[ACTION ITEM]: Where does the string "actors" occur in the records below? Copy every line that holds it.

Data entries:
Segment Open
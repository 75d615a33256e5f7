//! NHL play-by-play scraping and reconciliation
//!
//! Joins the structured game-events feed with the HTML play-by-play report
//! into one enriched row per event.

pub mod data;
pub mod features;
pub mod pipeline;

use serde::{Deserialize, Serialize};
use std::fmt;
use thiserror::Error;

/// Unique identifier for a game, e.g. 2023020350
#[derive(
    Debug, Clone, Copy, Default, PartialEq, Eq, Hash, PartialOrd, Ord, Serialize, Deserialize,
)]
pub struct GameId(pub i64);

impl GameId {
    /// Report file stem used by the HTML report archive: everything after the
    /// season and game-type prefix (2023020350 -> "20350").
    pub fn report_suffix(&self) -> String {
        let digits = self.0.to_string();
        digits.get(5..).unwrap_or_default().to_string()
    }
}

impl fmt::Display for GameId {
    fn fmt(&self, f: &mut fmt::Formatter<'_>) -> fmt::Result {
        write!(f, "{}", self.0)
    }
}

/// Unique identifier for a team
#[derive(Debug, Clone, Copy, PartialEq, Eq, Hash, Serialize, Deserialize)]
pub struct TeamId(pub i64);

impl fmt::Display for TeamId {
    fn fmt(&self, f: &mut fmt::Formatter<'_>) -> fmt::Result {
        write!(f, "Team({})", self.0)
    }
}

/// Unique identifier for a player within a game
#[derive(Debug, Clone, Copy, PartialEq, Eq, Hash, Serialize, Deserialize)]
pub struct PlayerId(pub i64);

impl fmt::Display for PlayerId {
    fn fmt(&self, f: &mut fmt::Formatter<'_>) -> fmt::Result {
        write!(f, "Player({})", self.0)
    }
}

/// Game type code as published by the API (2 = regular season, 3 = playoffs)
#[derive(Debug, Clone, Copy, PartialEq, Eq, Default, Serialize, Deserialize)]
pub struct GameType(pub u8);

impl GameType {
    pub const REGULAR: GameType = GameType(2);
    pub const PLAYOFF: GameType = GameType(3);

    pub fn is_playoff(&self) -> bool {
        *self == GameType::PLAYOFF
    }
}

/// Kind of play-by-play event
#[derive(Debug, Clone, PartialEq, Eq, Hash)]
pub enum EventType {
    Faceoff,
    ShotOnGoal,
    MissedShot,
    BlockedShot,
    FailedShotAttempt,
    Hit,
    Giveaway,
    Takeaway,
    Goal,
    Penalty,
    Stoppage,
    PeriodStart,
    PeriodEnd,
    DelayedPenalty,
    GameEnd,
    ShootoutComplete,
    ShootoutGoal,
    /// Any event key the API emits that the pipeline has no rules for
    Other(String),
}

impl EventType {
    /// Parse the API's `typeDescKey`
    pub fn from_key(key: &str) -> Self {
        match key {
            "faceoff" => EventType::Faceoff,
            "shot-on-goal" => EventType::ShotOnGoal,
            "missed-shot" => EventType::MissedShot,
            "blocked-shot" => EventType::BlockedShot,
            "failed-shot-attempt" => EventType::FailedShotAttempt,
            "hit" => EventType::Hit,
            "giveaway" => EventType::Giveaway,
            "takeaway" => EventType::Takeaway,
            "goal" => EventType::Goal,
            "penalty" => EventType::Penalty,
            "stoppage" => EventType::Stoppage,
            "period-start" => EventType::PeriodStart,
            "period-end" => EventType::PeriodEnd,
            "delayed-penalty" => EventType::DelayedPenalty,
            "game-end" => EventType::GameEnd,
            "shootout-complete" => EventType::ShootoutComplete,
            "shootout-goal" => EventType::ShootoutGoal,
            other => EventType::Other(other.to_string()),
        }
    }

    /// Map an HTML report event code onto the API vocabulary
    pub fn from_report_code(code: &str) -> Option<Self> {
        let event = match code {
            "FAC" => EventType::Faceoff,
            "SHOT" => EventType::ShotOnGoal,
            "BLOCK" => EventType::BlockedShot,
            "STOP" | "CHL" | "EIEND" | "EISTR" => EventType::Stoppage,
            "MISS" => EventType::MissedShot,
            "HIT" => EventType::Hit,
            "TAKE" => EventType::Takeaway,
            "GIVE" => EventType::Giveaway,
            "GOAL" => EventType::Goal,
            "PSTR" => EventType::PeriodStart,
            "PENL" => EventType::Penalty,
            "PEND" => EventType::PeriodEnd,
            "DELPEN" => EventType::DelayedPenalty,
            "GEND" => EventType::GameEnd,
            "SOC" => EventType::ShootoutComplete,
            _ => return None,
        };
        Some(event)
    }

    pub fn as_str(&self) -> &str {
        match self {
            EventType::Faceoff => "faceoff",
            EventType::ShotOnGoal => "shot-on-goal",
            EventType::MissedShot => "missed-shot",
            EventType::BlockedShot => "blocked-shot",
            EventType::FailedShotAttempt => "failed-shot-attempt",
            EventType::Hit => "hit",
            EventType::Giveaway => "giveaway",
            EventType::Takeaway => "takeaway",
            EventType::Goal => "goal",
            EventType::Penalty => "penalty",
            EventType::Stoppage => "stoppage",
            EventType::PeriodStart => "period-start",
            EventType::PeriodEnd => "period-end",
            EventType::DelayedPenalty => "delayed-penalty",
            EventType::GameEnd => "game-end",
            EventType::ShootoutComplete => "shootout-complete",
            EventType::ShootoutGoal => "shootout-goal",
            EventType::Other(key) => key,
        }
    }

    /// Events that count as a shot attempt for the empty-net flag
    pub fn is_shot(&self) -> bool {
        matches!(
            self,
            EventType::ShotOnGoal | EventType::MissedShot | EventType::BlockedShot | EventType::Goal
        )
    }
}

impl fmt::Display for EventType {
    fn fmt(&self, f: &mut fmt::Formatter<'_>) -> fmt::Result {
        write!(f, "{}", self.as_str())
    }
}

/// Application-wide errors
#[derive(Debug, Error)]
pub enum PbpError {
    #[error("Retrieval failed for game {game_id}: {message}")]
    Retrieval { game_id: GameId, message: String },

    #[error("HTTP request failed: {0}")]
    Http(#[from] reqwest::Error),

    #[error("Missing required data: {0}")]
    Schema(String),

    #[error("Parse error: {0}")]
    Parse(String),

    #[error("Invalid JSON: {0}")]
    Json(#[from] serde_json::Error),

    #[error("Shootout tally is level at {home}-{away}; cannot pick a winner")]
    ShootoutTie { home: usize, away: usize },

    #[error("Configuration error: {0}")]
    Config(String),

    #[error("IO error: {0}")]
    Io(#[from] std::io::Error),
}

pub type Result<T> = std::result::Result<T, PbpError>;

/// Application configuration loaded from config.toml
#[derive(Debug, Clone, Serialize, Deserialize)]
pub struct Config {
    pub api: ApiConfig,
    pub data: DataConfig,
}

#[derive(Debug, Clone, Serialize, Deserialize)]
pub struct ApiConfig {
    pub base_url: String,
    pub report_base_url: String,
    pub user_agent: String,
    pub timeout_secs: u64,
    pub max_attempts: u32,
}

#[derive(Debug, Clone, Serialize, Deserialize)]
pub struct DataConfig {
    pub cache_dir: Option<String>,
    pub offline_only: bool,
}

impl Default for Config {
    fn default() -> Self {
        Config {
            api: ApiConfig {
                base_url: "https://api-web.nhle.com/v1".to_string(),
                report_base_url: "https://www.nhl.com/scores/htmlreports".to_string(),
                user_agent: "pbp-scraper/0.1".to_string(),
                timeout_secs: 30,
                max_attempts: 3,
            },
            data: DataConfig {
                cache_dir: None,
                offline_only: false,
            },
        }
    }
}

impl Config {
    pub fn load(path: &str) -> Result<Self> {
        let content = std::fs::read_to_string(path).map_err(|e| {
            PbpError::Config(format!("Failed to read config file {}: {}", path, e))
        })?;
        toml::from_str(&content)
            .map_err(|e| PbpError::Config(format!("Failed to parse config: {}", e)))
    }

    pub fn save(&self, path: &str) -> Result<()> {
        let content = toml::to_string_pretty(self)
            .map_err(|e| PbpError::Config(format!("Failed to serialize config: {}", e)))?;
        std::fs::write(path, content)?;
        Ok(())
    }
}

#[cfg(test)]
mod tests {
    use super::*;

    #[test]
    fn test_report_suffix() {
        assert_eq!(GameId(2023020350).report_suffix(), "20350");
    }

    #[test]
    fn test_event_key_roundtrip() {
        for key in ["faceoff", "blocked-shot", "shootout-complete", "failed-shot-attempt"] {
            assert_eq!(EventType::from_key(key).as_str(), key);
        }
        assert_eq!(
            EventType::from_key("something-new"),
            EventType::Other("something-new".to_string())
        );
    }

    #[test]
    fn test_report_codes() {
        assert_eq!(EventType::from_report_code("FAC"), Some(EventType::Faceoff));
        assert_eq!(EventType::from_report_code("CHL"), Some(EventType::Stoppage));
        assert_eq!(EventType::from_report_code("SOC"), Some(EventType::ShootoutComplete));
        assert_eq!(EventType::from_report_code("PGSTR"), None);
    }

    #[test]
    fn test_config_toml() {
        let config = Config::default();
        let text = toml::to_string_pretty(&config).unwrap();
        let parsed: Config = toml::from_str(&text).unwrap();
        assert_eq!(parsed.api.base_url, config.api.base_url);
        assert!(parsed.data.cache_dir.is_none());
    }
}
Segment Closed
Segment Open
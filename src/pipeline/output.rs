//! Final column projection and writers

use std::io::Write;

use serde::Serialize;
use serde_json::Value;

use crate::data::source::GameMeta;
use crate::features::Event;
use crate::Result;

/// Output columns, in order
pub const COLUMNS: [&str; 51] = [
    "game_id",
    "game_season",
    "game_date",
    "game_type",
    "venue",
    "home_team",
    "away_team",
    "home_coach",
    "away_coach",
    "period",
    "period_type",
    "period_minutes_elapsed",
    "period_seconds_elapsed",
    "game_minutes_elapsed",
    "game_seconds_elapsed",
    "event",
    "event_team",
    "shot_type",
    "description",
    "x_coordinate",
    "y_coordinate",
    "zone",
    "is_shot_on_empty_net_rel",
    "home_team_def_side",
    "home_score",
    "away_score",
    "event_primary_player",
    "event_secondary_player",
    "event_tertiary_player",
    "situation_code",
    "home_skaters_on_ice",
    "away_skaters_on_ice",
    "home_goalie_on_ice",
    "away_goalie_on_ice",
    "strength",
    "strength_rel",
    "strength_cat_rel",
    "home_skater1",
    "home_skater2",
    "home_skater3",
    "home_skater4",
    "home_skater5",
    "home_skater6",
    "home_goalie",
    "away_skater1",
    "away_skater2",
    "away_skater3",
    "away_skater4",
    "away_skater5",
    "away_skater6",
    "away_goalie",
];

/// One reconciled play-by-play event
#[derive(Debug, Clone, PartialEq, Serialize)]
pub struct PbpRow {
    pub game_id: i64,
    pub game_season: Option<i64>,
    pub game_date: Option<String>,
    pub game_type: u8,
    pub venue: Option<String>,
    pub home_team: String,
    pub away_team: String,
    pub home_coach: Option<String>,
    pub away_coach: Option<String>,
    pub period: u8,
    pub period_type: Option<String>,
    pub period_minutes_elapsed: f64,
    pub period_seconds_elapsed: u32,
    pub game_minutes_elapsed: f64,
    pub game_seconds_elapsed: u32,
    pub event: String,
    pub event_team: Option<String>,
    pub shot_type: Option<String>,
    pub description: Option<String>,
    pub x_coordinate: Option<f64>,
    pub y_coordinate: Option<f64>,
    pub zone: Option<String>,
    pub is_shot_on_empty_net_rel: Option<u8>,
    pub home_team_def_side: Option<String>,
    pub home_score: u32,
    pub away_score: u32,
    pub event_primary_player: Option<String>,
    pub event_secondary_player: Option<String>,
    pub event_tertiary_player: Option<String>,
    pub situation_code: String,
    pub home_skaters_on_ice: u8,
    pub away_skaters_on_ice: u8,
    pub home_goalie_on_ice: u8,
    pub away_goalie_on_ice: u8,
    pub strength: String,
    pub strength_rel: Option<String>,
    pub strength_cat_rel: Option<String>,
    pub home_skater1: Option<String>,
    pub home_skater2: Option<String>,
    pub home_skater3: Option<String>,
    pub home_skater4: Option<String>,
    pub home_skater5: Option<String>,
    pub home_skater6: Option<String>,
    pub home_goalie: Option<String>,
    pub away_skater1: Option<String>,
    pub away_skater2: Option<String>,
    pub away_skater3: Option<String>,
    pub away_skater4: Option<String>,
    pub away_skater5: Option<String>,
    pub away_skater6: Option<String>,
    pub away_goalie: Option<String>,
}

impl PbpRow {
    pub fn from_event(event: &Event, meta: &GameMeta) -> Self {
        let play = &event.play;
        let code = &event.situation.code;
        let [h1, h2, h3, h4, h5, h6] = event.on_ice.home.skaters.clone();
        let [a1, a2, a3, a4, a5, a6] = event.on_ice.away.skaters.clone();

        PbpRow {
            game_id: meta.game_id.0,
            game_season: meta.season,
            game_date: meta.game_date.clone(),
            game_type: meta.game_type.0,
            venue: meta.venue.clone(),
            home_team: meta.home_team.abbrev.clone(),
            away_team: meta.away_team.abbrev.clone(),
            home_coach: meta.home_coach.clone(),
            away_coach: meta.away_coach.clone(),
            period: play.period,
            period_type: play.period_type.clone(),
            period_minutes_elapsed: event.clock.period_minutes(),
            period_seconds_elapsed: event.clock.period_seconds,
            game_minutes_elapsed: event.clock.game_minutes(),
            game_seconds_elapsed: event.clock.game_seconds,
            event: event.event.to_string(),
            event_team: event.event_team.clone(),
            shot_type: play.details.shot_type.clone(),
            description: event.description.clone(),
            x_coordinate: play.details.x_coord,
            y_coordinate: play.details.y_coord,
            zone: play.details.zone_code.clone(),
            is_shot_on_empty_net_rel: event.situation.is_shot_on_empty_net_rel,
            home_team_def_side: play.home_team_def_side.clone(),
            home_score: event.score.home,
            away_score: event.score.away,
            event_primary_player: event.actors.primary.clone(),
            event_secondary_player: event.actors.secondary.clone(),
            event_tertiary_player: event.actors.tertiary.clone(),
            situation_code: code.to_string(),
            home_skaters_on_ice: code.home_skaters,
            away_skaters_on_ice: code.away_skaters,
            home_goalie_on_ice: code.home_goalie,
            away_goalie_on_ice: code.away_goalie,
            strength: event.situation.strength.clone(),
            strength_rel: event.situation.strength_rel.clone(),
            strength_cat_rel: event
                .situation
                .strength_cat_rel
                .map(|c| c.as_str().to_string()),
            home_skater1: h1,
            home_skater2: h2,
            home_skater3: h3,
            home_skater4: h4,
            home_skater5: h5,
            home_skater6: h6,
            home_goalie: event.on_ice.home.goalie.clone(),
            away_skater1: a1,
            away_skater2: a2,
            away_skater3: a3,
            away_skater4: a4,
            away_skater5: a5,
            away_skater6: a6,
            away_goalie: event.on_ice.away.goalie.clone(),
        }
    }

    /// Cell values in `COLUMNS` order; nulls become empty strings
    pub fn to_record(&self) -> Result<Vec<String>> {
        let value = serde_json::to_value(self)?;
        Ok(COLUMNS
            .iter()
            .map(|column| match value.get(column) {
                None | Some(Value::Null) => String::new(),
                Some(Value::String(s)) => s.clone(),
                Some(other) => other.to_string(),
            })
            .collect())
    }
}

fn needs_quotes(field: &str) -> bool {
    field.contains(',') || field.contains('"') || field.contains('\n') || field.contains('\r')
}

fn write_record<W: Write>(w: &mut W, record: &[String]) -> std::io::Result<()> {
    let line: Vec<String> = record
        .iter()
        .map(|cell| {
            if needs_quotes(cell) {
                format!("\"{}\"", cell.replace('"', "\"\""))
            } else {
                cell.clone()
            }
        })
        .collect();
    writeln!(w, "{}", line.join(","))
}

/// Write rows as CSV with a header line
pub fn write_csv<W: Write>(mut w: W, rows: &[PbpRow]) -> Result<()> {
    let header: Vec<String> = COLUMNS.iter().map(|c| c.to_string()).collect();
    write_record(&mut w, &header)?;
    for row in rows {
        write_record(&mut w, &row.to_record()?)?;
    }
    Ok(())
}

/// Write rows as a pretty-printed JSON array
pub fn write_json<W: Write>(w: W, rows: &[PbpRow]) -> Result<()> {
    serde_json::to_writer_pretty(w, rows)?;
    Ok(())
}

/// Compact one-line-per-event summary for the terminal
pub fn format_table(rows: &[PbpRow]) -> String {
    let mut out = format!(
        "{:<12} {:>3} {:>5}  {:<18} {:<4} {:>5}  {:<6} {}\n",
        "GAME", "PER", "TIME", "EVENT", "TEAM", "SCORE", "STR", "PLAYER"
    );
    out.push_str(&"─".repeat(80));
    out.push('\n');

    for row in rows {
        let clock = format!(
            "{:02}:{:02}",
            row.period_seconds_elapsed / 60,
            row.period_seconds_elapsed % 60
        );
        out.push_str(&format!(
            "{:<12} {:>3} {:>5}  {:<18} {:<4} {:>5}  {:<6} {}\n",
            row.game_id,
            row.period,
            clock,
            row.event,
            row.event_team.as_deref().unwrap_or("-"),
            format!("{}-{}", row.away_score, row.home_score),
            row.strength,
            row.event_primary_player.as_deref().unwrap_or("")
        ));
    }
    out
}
Segment Closed
Segment Open
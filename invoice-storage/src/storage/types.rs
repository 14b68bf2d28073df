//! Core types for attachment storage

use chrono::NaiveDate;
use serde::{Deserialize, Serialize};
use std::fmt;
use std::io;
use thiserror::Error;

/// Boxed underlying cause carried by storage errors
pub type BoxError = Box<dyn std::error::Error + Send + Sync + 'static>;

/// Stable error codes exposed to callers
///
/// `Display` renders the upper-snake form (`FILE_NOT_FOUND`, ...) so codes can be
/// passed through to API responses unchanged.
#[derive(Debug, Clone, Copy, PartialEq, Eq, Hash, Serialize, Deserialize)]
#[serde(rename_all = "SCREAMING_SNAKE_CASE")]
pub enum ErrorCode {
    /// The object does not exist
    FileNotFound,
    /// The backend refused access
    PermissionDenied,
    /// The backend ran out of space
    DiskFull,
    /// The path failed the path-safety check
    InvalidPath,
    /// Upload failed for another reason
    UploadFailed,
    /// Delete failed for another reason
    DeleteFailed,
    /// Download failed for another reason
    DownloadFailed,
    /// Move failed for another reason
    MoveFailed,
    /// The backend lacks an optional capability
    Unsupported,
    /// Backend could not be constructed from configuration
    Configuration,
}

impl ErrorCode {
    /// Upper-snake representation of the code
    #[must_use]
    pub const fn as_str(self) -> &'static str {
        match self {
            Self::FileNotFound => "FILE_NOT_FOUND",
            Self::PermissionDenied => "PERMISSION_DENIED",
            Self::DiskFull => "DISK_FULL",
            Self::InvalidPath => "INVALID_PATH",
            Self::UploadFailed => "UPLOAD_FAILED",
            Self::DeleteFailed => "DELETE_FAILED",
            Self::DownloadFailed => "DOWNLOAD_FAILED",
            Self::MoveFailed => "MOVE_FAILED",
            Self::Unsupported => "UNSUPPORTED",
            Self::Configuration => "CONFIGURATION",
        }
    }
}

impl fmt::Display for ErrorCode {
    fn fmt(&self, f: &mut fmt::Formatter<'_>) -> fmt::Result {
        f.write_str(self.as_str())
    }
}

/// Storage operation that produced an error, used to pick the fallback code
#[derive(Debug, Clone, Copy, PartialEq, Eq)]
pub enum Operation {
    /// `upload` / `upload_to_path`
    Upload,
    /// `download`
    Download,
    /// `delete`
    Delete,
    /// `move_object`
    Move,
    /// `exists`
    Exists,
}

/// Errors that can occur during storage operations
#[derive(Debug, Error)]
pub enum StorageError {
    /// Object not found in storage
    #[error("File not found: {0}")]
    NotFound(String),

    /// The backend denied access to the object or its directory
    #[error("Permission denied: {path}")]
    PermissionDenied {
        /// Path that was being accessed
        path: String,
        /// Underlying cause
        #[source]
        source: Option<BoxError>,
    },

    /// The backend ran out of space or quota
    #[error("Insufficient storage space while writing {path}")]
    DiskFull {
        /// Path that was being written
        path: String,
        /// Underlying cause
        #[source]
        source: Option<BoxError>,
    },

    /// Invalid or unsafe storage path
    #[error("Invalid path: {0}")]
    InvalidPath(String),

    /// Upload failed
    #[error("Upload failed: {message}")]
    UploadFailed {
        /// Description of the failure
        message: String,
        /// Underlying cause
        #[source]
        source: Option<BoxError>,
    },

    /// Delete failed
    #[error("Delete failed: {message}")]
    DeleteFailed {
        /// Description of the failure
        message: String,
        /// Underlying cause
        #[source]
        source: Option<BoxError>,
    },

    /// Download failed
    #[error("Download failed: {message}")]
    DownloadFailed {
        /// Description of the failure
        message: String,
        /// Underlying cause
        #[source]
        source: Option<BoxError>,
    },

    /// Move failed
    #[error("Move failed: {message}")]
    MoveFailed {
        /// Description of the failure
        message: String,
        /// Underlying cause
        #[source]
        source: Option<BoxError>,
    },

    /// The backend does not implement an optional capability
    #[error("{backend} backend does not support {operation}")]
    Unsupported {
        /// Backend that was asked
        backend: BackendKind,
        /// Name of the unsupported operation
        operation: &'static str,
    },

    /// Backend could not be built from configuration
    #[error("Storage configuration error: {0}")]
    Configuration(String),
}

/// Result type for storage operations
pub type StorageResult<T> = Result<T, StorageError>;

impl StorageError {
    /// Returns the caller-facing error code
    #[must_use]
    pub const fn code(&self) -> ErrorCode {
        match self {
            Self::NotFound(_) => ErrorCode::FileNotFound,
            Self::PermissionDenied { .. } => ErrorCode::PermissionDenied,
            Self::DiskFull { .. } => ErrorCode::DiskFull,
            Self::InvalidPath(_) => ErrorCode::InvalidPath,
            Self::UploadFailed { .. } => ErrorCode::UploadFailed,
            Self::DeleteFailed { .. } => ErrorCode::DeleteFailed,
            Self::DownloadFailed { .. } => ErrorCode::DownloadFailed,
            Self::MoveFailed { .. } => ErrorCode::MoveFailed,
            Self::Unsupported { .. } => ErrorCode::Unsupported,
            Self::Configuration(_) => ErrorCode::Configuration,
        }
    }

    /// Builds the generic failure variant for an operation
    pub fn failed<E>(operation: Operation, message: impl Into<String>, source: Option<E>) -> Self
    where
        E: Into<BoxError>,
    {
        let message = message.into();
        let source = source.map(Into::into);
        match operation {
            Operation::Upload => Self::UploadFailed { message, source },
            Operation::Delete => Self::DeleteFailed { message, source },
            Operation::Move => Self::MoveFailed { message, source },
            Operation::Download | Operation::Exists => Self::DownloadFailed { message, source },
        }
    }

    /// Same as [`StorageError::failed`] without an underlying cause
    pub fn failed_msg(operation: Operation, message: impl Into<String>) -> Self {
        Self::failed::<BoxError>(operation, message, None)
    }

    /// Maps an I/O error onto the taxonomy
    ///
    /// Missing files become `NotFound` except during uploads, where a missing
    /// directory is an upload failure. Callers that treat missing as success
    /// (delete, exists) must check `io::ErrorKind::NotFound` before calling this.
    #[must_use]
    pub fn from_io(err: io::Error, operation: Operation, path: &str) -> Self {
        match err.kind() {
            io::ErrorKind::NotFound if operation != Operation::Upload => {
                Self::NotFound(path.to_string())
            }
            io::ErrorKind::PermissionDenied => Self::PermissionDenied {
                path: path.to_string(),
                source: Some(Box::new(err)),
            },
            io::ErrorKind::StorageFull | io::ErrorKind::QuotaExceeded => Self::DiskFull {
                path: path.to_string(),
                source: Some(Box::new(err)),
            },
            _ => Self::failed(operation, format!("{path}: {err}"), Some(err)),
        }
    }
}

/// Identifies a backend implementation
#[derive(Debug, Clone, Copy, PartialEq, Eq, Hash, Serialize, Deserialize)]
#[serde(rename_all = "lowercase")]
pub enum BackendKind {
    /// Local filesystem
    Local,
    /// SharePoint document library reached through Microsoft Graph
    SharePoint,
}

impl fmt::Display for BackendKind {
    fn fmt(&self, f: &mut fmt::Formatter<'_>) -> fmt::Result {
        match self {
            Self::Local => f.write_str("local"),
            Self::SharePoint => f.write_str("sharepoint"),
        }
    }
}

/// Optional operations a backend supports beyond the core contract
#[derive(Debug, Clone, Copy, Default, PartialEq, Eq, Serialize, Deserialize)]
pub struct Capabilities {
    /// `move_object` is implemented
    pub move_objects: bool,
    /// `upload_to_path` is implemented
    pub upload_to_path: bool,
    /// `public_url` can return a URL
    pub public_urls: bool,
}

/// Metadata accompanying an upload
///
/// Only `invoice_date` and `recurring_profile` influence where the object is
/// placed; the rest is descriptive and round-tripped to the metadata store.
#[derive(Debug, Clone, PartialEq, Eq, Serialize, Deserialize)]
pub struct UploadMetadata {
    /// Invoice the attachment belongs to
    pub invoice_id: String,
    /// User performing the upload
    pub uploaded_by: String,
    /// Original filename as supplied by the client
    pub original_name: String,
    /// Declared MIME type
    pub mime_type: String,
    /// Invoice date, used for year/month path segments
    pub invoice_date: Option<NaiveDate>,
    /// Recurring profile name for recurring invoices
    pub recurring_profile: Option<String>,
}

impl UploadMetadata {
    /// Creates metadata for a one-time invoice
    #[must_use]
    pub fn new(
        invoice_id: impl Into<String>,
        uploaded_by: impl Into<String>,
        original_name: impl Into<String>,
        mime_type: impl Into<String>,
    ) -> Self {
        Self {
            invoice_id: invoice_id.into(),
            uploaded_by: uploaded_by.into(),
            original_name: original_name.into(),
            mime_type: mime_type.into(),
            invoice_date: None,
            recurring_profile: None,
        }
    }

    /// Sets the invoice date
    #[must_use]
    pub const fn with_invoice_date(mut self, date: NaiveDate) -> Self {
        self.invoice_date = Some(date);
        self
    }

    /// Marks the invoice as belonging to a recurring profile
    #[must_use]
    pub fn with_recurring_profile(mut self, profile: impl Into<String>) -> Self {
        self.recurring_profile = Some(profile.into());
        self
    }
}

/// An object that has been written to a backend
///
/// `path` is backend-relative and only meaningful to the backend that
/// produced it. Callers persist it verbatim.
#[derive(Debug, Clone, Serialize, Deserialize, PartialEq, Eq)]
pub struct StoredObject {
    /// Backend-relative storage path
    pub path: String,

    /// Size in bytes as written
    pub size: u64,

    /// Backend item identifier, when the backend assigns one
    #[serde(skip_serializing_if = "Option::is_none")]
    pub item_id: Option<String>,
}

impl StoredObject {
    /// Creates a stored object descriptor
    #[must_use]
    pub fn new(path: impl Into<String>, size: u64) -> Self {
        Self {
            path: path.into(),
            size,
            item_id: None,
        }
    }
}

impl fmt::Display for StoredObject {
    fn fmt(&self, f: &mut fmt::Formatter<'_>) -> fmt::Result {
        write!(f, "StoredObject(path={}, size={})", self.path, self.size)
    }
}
Segment Closed
[PROBLEM SOLUTION]:
            event_primary_player: event.actors.primary.clone(),
            event_secondary_player: event.actors.secondary.clone(),
            event_tertiary_player: event.actors.tertiary.clone(),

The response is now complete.